There are a number of different types of receivables that can be used in securitisation, including:

  • Trade receivables: These are receivables that arise from the sale of goods or services on credit.
  • Factoring receivables: These are receivables that are sold to a third party, known as a factor, at a discount.
  • Loan receivables: These are receivables that arise from the lending of money to another party.
  • Credit card receivables: These are receivables that arise from the use of credit cards.

Receivables are used in securitisation because they offer a number of advantages, including:

  • They are relatively liquid: This means that they can be easily sold to investors.
  • They have a predictable cash flow: This means that investors can be confident of receiving regular payments.
  • They can be diversified: This means that investors can reduce their risk by investing in a pool of receivables from different borrowers.

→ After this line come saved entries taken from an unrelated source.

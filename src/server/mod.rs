use crate::data::configuration::Configuration;
use crate::data::dbconnector::{DirectoryConnection, SQLConnector};
use crate::entity::helpers::fields::Submission;
use crate::entity::helpers::{mutation, query};
use crate::entity::{artists, venues};
use crate::error::DirectoryError;
pub mod types;
use anyhow::Context;
use axum::extract::Path;
use axum::{
    Form, Json, Router,
    extract::State,
    http::StatusCode,
    routing::{get, post},
};
use log::{debug, info};
use std::sync::Arc;
use types::{
    ArtistDetail, ArtistListItem, CityVenues, Notice, SearchRequest, SearchResults, ShowListing,
    VenueDetail,
};

#[derive(Clone)]
pub struct ServerConfig {
    pub database_connection: Arc<SQLConnector>,
}

pub fn router(database_connection: Arc<SQLConnector>) -> Router {
    Router::new()
        .route("/venues", get(list_venues).post(create_venue))
        .route("/venues/create", post(create_venue))
        .route("/venues/search", get(search_venues).post(search_venues))
        .route("/venues/{id}", get(get_venue).delete(delete_venue))
        .route("/venues/{id}/edit", get(edit_venue).post(update_venue))
        .route("/artists", get(list_artists).post(create_artist))
        .route("/artists/create", post(create_artist))
        .route("/artists/search", get(search_artists).post(search_artists))
        .route("/artists/{id}", get(get_artist).delete(delete_artist))
        .route("/artists/{id}/edit", get(edit_artist).post(update_artist))
        .route("/shows", get(list_shows).post(create_show))
        .route("/shows/create", post(create_show))
        .with_state(ServerConfig {
            database_connection,
        })
}

pub async fn run(config: Configuration, database_connection: SQLConnector) -> anyhow::Result<()> {
    let address = format!("{}:{}", config.server.host, config.server.port);
    debug!("Starting server on {address}");

    let shared_db = Arc::new(database_connection);
    let app = router(shared_db.clone());

    let listener = tokio::net::TcpListener::bind(&address)
        .await
        .with_context(|| format!("failed to bind {address}"))?;
    info!("Listening on {address}");

    axum::serve(listener, app.into_make_service())
        .with_graceful_shutdown(shutdown_signal())
        .await
        .context("server error")?;

    info!("Server stopped, closing the database");
    shared_db.close().await
}

async fn shutdown_signal() {
    if let Err(e) = tokio::signal::ctrl_c().await {
        log::error!("failed to listen for shutdown signal: {e}");
        std::future::pending::<()>().await;
    }
}

fn submission(pairs: Vec<(String, String)>) -> Submission {
    Submission::new(pairs)
}

async fn list_venues(
    State(state): State<ServerConfig>,
) -> Result<Json<Vec<CityVenues>>, DirectoryError> {
    let db = state.database_connection.connection()?;
    Ok(Json(query::venues_by_city(db).await?))
}

async fn search_venues(
    State(state): State<ServerConfig>,
    Form(request): Form<SearchRequest>,
) -> Result<Json<SearchResults>, DirectoryError> {
    let db = state.database_connection.connection()?;
    debug!("venue search for {:?}", request.search_term);
    Ok(Json(query::search_venues(db, &request.search_term).await?))
}

async fn get_venue(
    State(state): State<ServerConfig>,
    Path(id): Path<i32>,
) -> Result<Json<VenueDetail>, DirectoryError> {
    let db = state.database_connection.connection()?;
    Ok(Json(query::venue_detail(db, id).await?))
}

async fn edit_venue(
    State(state): State<ServerConfig>,
    Path(id): Path<i32>,
) -> Result<Json<venues::Model>, DirectoryError> {
    let db = state.database_connection.connection()?;
    Ok(Json(query::get_venue(db, id).await?))
}

async fn create_venue(
    State(state): State<ServerConfig>,
    Form(pairs): Form<Vec<(String, String)>>,
) -> Result<(StatusCode, Json<Notice>), DirectoryError> {
    let db = state.database_connection.connection()?;
    let venue = mutation::create_venue(db, &submission(pairs)).await?;
    Ok((
        StatusCode::CREATED,
        Json(Notice {
            message: format!("Venue {} was successfully listed!", venue.name),
            id: venue.id,
        }),
    ))
}

async fn update_venue(
    State(state): State<ServerConfig>,
    Path(id): Path<i32>,
    Form(pairs): Form<Vec<(String, String)>>,
) -> Result<Json<Notice>, DirectoryError> {
    let db = state.database_connection.connection()?;
    let venue = mutation::update_venue(db, id, &submission(pairs)).await?;
    Ok(Json(Notice {
        message: format!("Venue {} was successfully updated!", venue.name),
        id: venue.id,
    }))
}

async fn delete_venue(
    State(state): State<ServerConfig>,
    Path(id): Path<i32>,
) -> Result<Json<Notice>, DirectoryError> {
    let db = state.database_connection.connection()?;
    let venue = mutation::delete_venue(db, id).await?;
    Ok(Json(Notice {
        message: format!("Venue {} was deleted.", venue.name),
        id: venue.id,
    }))
}

async fn list_artists(
    State(state): State<ServerConfig>,
) -> Result<Json<Vec<ArtistListItem>>, DirectoryError> {
    let db = state.database_connection.connection()?;
    Ok(Json(query::list_artists(db).await?))
}

async fn search_artists(
    State(state): State<ServerConfig>,
    Form(request): Form<SearchRequest>,
) -> Result<Json<SearchResults>, DirectoryError> {
    let db = state.database_connection.connection()?;
    debug!("artist search for {:?}", request.search_term);
    Ok(Json(query::search_artists(db, &request.search_term).await?))
}

async fn get_artist(
    State(state): State<ServerConfig>,
    Path(id): Path<i32>,
) -> Result<Json<ArtistDetail>, DirectoryError> {
    let db = state.database_connection.connection()?;
    Ok(Json(query::artist_detail(db, id).await?))
}

async fn edit_artist(
    State(state): State<ServerConfig>,
    Path(id): Path<i32>,
) -> Result<Json<artists::Model>, DirectoryError> {
    let db = state.database_connection.connection()?;
    Ok(Json(query::get_artist(db, id).await?))
}

async fn create_artist(
    State(state): State<ServerConfig>,
    Form(pairs): Form<Vec<(String, String)>>,
) -> Result<(StatusCode, Json<Notice>), DirectoryError> {
    let db = state.database_connection.connection()?;
    let artist = mutation::create_artist(db, &submission(pairs)).await?;
    Ok((
        StatusCode::CREATED,
        Json(Notice {
            message: format!("Artist {} was successfully listed!", artist.name),
            id: artist.id,
        }),
    ))
}

async fn update_artist(
    State(state): State<ServerConfig>,
    Path(id): Path<i32>,
    Form(pairs): Form<Vec<(String, String)>>,
) -> Result<Json<Notice>, DirectoryError> {
    let db = state.database_connection.connection()?;
    let artist = mutation::update_artist(db, id, &submission(pairs)).await?;
    Ok(Json(Notice {
        message: format!("Artist {} was successfully updated!", artist.name),
        id: artist.id,
    }))
}

async fn delete_artist(
    State(state): State<ServerConfig>,
    Path(id): Path<i32>,
) -> Result<Json<Notice>, DirectoryError> {
    let db = state.database_connection.connection()?;
    let artist = mutation::delete_artist(db, id).await?;
    Ok(Json(Notice {
        message: format!("Artist {} was deleted.", artist.name),
        id: artist.id,
    }))
}

async fn list_shows(
    State(state): State<ServerConfig>,
) -> Result<Json<Vec<ShowListing>>, DirectoryError> {
    let db = state.database_connection.connection()?;
    Ok(Json(query::list_shows(db).await?))
}

async fn create_show(
    State(state): State<ServerConfig>,
    Form(pairs): Form<Vec<(String, String)>>,
) -> Result<(StatusCode, Json<Notice>), DirectoryError> {
    let db = state.database_connection.connection()?;
    let show = mutation::create_show_from(db, &submission(pairs)).await?;
    Ok((
        StatusCode::CREATED,
        Json(Notice {
            message: String::from("Show was successfully listed!"),
            id: show.id,
        }),
    ))
}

Here are some examples of how receivables are used in securitisation:

  • Mortgage-backed securities: Mortgage-backed securities are typically backed by a pool of mortgage receivables.
  • Collateralized debt obligations: Collateralized debt obligations (CDOs) can be backed by a pool of different types of receivables, such as trade receivables, loan receivables, and credit card receivables.

Receivables are an important asset class in securitisation, and they can be used to create a variety of securitisation products.